━━━ Stored data ━━━
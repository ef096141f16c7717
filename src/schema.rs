use crate::boxscore::{ADVANCED_STAT_COLUMNS, BASIC_STAT_COLUMNS, SCORING_STAT_COLUMNS};
use crate::player::{PLAYER_NON_NBA_COLUMNS, PLAYER_RANK_COLUMNS, PLAYER_STAT_COLUMNS};

pub const TEAM_BASIC_TABLE: &str = "team_basic_boxscores";
pub const TEAM_ADVANCED_TABLE: &str = "team_advanced_boxscores";
pub const TEAM_SCORING_TABLE: &str = "team_scoring_boxscores";
pub const PLAYER_LOG_TABLE: &str = "player_game_logs";

#[derive(Debug, Clone, Copy, PartialEq, Eq)]
pub enum SqlType {
    Text,
    Integer,
    Real,
}

impl SqlType {
    pub fn as_sql(self) -> &'static str {
        match self {
            SqlType::Text => "TEXT",
            SqlType::Integer => "INTEGER",
            SqlType::Real => "REAL",
        }
    }
}

#[derive(Debug, Clone, Copy)]
pub struct Column {
    pub name: &'static str,
    pub ty: SqlType,
    pub required: bool,
}

impl Column {
    const fn key(name: &'static str, ty: SqlType) -> Self {
        Self {
            name,
            ty,
            required: true,
        }
    }

    const fn text(name: &'static str) -> Self {
        Self {
            name,
            ty: SqlType::Text,
            required: false,
        }
    }
}

#[derive(Debug)]
pub struct TableSchema {
    pub name: &'static str,
    pub identity: &'static [Column],
    pub stat_groups: &'static [&'static [&'static str]],
    pub unique_key: &'static [&'static str],
}

impl TableSchema {
    pub fn columns(&self) -> Vec<Column> {
        let mut out = self.identity.to_vec();
        for group in self.stat_groups {
            out.extend(group.iter().map(|&name| Column {
                name,
                ty: SqlType::Real,
                required: false,
            }));
        }
        out
    }

    pub fn column_names(&self) -> Vec<&'static str> {
        self.columns().iter().map(|c| c.name).collect()
    }

    pub fn create_sql(&self) -> String {
        let cols = self
            .columns()
            .iter()
            .map(|c| {
                let null = if c.required { " NOT NULL" } else { "" };
                format!("{} {}{}", c.name, c.ty.as_sql(), null)
            })
            .collect::<Vec<_>>()
            .join(", ");
        format!(
            "CREATE TABLE IF NOT EXISTS {} ({cols});\n\
             CREATE UNIQUE INDEX IF NOT EXISTS idx_{}_key ON {}({});",
            self.name,
            self.name,
            self.name,
            self.unique_key.join(", ")
        )
    }

    pub fn select_sql(&self) -> String {
        format!("SELECT {} FROM {}", self.column_names().join(", "), self.name)
    }

    pub fn insert_sql(&self) -> String {
        let names = self.column_names();
        let placeholders = (1..=names.len())
            .map(|i| format!("?{i}"))
            .collect::<Vec<_>>()
            .join(", ");
        format!(
            "INSERT OR REPLACE INTO {} ({}) VALUES ({placeholders})",
            self.name,
            names.join(", ")
        )
    }
}

pub static TEAM_BASIC: TableSchema = TableSchema {
    name: TEAM_BASIC_TABLE,
    identity: &[
        Column::key("SEASON", SqlType::Text),
        Column::key("TEAM_ID", SqlType::Integer),
        Column::text("TEAM_ABBREVIATION"),
        Column::text("TEAM_NAME"),
        Column::key("GAME_ID", SqlType::Text),
        Column::text("GAME_DATE"),
        Column::text("MATCHUP"),
        Column::text("WL"),
    ],
    stat_groups: &[BASIC_STAT_COLUMNS],
    unique_key: &["GAME_ID", "TEAM_ID"],
};

pub static TEAM_ADVANCED: TableSchema = TableSchema {
    name: TEAM_ADVANCED_TABLE,
    identity: &[
        Column::key("GAME_ID", SqlType::Text),
        Column::key("TEAM_ID", SqlType::Integer),
        Column::text("TEAM_NAME"),
        Column::text("TEAM_ABBREVIATION"),
        Column::text("TEAM_CITY"),
        Column::text("MIN"),
    ],
    stat_groups: &[ADVANCED_STAT_COLUMNS],
    unique_key: &["GAME_ID", "TEAM_ID"],
};

pub static TEAM_SCORING: TableSchema = TableSchema {
    name: TEAM_SCORING_TABLE,
    identity: &[
        Column::key("GAME_ID", SqlType::Text),
        Column::key("TEAM_ID", SqlType::Integer),
        Column::text("TEAM_NAME"),
        Column::text("TEAM_ABBREVIATION"),
        Column::text("TEAM_CITY"),
        Column::text("MIN"),
    ],
    stat_groups: &[SCORING_STAT_COLUMNS],
    unique_key: &["GAME_ID", "TEAM_ID"],
};

pub static PLAYER_LOGS: TableSchema = TableSchema {
    name: PLAYER_LOG_TABLE,
    identity: &[
        Column::key("SEASON_YEAR", SqlType::Text),
        Column::key("PLAYER_ID", SqlType::Integer),
        Column::text("PLAYER_NAME"),
        Column::text("NICKNAME"),
        Column::key("TEAM_ID", SqlType::Integer),
        Column::text("TEAM_ABBREVIATION"),
        Column::text("TEAM_NAME"),
        Column::key("GAME_ID", SqlType::Text),
        Column::text("GAME_DATE"),
        Column::text("MATCHUP"),
        Column::text("WL"),
    ],
    stat_groups: &[
        PLAYER_STAT_COLUMNS,
        PLAYER_RANK_COLUMNS,
        PLAYER_NON_NBA_COLUMNS,
    ],
    unique_key: &["GAME_ID", "TEAM_ID", "PLAYER_ID"],
};

pub fn raw_tables() -> [&'static TableSchema; 4] {
    [&TEAM_BASIC, &TEAM_ADVANCED, &TEAM_SCORING, &PLAYER_LOGS]
}
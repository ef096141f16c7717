use anyhow::{Context, Result};

use nba_features::config::PipelineConfig;
use nba_features::{init_tracing, pipeline, store};

fn main() -> Result<()> {
    init_tracing();

    let args = std::env::args().skip(1).collect::<Vec<_>>();
    let mut cfg = PipelineConfig::from_env().context("read NBA_* environment")?;
    cfg.apply_args(&args).context("parse arguments")?;
    cfg.validate()?;

    let mut conn = store::open_db(&cfg.db_path)
        .with_context(|| format!("open {}", cfg.db_path.display()))?;
    let output = pipeline::run(&conn, &cfg).context("transform box scores")?;
    let table = cfg.table_name().to_string();
    let written = pipeline::persist(
        &mut conn,
        &output,
        cfg.output,
        cfg.perspective,
        &table,
        cfg.write_mode,
    )
    .with_context(|| format!("write {table}"))?;

    println!("Transform complete");
    println!("DB: {}", cfg.db_path.display());
    println!(
        "Seasons: {}..{}",
        cfg.seasons.first_label(),
        cfg.seasons.last_label()
    );
    println!("Output: {:?} -> {table} ({:?})", cfg.output, cfg.write_mode);
    println!("Team games: {}", output.team_games.len());
    if !output.matchups.is_empty() {
        println!("Matchups: {}", output.matchups.len());
    }
    if !output.players.is_empty() {
        println!("Player rows: {}", output.players.len());
    }
    if !output.features.is_empty() {
        println!("Team games with player aggregates: {}", output.features.len());
    }
    println!("Rows written: {written}");
    Ok(())
}
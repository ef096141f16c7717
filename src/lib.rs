pub mod boxscore;
pub mod config;
pub mod derive;
pub mod error;
pub mod franchise;
pub mod ingest;
pub mod loader;
pub mod matchup;
pub mod nba_stats;
pub mod pipeline;
pub mod player;
pub mod schema;
pub mod season;
pub mod split;
pub mod store;
pub mod window;

pub use error::{PipelineError, Result};

pub fn init_tracing() {
    let filter = tracing_subscriber::EnvFilter::try_from_default_env()
        .unwrap_or_else(|_| tracing_subscriber::EnvFilter::new("info"));
    let _ = tracing_subscriber::fmt()
        .with_env_filter(filter)
        .with_target(false)
        .try_init();
}
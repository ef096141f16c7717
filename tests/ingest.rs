use std::collections::HashMap;

use rusqlite::Connection;

use nba_features::boxscore::{
    AdvancedBoxscore, AdvancedLine, BasicBoxscore, BasicLine, ScoringBoxscore, ScoringLine, present,
};
use nba_features::ingest::{GameSource, GameType, ingest_seasons};
use nba_features::player::PlayerGameLog;
use nba_features::schema::{TEAM_ADVANCED, TEAM_BASIC, TEAM_SCORING};
use nba_features::season::SeasonRange;
use nba_features::store::{self, WriteMode};
use nba_features::{PipelineError, Result};

#[derive(Default)]
struct FakeSource {
    games: HashMap<String, Vec<(String, i64)>>,
    broken_games: Vec<String>,
    box_score_calls: Vec<String>,
}

impl FakeSource {
    fn with_season(mut self, season: &str, games: &[&str]) -> Self {
        let rows = games
            .iter()
            .flat_map(|g| [(g.to_string(), 1), (g.to_string(), 2)])
            .collect();
        self.games.insert(season.to_string(), rows);
        self
    }
}

impl GameSource for FakeSource {
    fn league_game_log(&mut self, season: &str, game_type: GameType) -> Result<Vec<BasicBoxscore>> {
        if game_type == GameType::Playoffs {
            return Ok(Vec::new());
        }
        let rows = self.games.get(season).cloned().unwrap_or_default();
        Ok(rows
            .into_iter()
            .map(|(game_id, team_id)| BasicBoxscore {
                // The source does not fill SEASON; ingestion does.
                season: String::new(),
                team_id,
                team_abbreviation: Some(if team_id == 1 { "DEN" } else { "UTA" }.to_string()),
                team_name: None,
                game_id,
                game_date: Some("2020-12-23T00:00:00".to_string()),
                matchup: None,
                wl: Some("W".to_string()),
                line: present(BasicLine::<f64>::default()),
            })
            .collect())
    }

    fn advanced_boxscore(&mut self, game_id: &str) -> Result<Vec<AdvancedBoxscore>> {
        self.box_score_calls.push(game_id.to_string());
        if self.broken_games.iter().any(|g| g == game_id) {
            return Err(PipelineError::Source(format!("timeout for {game_id}")));
        }
        Ok([1, 2]
            .into_iter()
            .map(|team_id| AdvancedBoxscore {
                game_id: game_id.to_string(),
                team_id,
                team_name: None,
                team_abbreviation: None,
                team_city: None,
                min: Some("240:00".to_string()),
                line: present(AdvancedLine::<f64>::default()),
            })
            .collect())
    }

    fn scoring_boxscore(&mut self, game_id: &str) -> Result<Vec<ScoringBoxscore>> {
        Ok([1, 2]
            .into_iter()
            .map(|team_id| ScoringBoxscore {
                game_id: game_id.to_string(),
                team_id,
                team_name: None,
                team_abbreviation: None,
                team_city: None,
                min: None,
                line: present(ScoringLine::<f64>::default()),
            })
            .collect())
    }

    fn player_game_logs(&mut self, _season: &str) -> Result<Vec<PlayerGameLog>> {
        Ok(Vec::new())
    }
}

fn count(conn: &Connection, table: &str) -> i64 {
    conn.query_row(&format!("SELECT COUNT(*) FROM {table}"), [], |r| r.get(0))
        .unwrap()
}

#[test]
fn seasons_are_ingested_with_their_label() {
    let mut conn = Connection::open_in_memory().unwrap();
    let mut source = FakeSource::default()
        .with_season("2020-21", &["0022000001", "0022000002"])
        .with_season("2021-22", &["0022100001"]);

    let summary = ingest_seasons(
        &mut conn,
        &mut source,
        SeasonRange::new(2020, 2021).unwrap(),
        WriteMode::Replace,
    )
    .unwrap();

    assert_eq!(summary.seasons.len(), 2);
    assert_eq!(summary.seasons[0].basic_rows, 4);
    assert_eq!(summary.seasons[1].basic_rows, 2);
    assert!(summary.games_not_added.is_empty());
    assert_eq!(count(&conn, TEAM_BASIC.name), 6);
    assert_eq!(count(&conn, TEAM_SCORING.name), 6);

    let seasons = store::load_basic(&conn)
        .unwrap()
        .into_iter()
        .map(|r| r.season)
        .collect::<Vec<_>>();
    assert!(seasons.iter().all(|s| s == "2020-21" || s == "2021-22"));
}

#[test]
fn append_only_requests_games_not_yet_stored() {
    let mut conn = Connection::open_in_memory().unwrap();
    let range = SeasonRange::new(2020, 2020).unwrap();

    let mut first = FakeSource::default().with_season("2020-21", &["0022000001"]);
    ingest_seasons(&mut conn, &mut first, range, WriteMode::Replace).unwrap();

    let mut second = FakeSource::default().with_season("2020-21", &["0022000001", "0022000002"]);
    let summary = ingest_seasons(&mut conn, &mut second, range, WriteMode::Append).unwrap();

    assert_eq!(second.box_score_calls, vec!["0022000002".to_string()]);
    assert_eq!(summary.seasons[0].advanced_rows, 2);
    assert_eq!(count(&conn, TEAM_BASIC.name), 4);
    assert_eq!(count(&conn, TEAM_ADVANCED.name), 4);
}

#[test]
fn replace_starts_from_empty_tables() {
    let mut conn = Connection::open_in_memory().unwrap();
    let range = SeasonRange::new(2020, 2020).unwrap();

    let mut first = FakeSource::default().with_season("2020-21", &["0022000001", "0022000002"]);
    ingest_seasons(&mut conn, &mut first, range, WriteMode::Replace).unwrap();

    let mut second = FakeSource::default().with_season("2020-21", &["0022000003"]);
    ingest_seasons(&mut conn, &mut second, range, WriteMode::Replace).unwrap();
    assert_eq!(count(&conn, TEAM_BASIC.name), 2);
    assert_eq!(second.box_score_calls.len(), 1);
}

#[test]
fn failed_games_are_reported_not_fatal() {
    let mut conn = Connection::open_in_memory().unwrap();
    let mut source = FakeSource {
        broken_games: vec!["0022000002".to_string()],
        ..Default::default()
    }
    .with_season("2020-21", &["0022000001", "0022000002"]);

    let summary = ingest_seasons(
        &mut conn,
        &mut source,
        SeasonRange::new(2020, 2020).unwrap(),
        WriteMode::Replace,
    )
    .unwrap();
    assert_eq!(summary.games_not_added, vec!["0022000002".to_string()]);
    assert_eq!(summary.seasons[0].games_skipped, 1);
    assert_eq!(count(&conn, TEAM_ADVANCED.name), 2);
    assert_eq!(count(&conn, TEAM_SCORING.name), 4);
}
━━━
Work request:
If a line in the entries above contains "impl", report it.

Written solution:
impl SqlType {
impl Column {
impl TableSchema {
impl FakeSource {
impl GameSource for FakeSource {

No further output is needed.